■ What is required: Each record listed below is to be output exactly as written.

........

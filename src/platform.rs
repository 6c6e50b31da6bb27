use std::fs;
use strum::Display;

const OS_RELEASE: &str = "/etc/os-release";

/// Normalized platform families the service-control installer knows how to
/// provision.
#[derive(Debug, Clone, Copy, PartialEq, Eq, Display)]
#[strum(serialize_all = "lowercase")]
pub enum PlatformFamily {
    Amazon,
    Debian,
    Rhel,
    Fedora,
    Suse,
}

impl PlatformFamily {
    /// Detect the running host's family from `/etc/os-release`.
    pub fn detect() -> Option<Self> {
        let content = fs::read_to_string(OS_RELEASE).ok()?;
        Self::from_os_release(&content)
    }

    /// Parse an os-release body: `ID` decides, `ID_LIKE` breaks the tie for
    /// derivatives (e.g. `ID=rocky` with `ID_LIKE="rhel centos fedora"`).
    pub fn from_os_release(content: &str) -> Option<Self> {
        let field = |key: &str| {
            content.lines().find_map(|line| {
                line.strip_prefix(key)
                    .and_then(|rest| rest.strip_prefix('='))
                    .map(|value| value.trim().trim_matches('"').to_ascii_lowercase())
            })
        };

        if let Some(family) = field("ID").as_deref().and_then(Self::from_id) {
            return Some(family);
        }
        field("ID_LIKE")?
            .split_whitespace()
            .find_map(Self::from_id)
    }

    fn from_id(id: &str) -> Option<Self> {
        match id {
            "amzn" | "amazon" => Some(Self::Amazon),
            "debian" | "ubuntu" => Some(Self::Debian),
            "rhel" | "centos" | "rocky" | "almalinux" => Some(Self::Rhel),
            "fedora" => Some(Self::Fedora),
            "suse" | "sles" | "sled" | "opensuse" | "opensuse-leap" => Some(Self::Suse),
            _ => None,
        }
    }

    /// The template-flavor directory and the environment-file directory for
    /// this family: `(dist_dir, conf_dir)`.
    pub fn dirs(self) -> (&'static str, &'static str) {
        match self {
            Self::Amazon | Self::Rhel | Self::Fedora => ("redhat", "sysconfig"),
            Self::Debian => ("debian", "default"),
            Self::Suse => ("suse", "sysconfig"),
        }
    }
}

........

■ Problem solution:
filename src/platform.rs
repository 6c6e50b31da6bb27
use std::fs;
use strum::Display;

const OS_RELEASE: &str = "/etc/os-release";

/// Normalized platform families the service-control installer knows how to
/// provision.
#[derive(Debug, Clone, Copy, PartialEq, Eq, Display)]
#[strum(serialize_all = "lowercase")]
pub enum PlatformFamily {
    Amazon,
    Debian,
    Rhel,
    Fedora,
    Suse,
}

impl PlatformFamily {
    /// Detect the running host's family from `/etc/os-release`.
    pub fn detect() -> Option<Self> {
        let content = fs::read_to_string(OS_RELEASE).ok()?;
        Self::from_os_release(&content)
    }

    /// Parse an os-release body: `ID` decides, `ID_LIKE` breaks the tie for
    /// derivatives (e.g. `ID=rocky` with `ID_LIKE="rhel centos fedora"`).
    pub fn from_os_release(content: &str) -> Option<Self> {
        let field = |key: &str| {
            content.lines().find_map(|line| {
                line.strip_prefix(key)
                    .and_then(|rest| rest.strip_prefix('='))
                    .map(|value| value.trim().trim_matches('"').to_ascii_lowercase())
            })
        };

        if let Some(family) = field("ID").as_deref().and_then(Self::from_id) {
            return Some(family);
        }
        field("ID_LIKE")?
            .split_whitespace()
            .find_map(Self::from_id)
    }

    fn from_id(id: &str) -> Option<Self> {
        match id {
            "amzn" | "amazon" => Some(Self::Amazon),
            "debian" | "ubuntu" => Some(Self::Debian),
            "rhel" | "centos" | "rocky" | "almalinux" => Some(Self::Rhel),
            "fedora" => Some(Self::Fedora),
            "suse" | "sles" | "sled" | "opensuse" | "opensuse-leap" => Some(Self::Suse),
            _ => None,
        }
    }

    /// The template-flavor directory and the environment-file directory for
    /// this family: `(dist_dir, conf_dir)`.
    pub fn dirs(self) -> (&'static str, &'static str) {
        match self {
            Self::Amazon | Self::Rhel | Self::Fedora => ("redhat", "sysconfig"),
            Self::Debian => ("debian", "default"),
            Self::Suse => ("suse", "sysconfig"),
        }
    }
}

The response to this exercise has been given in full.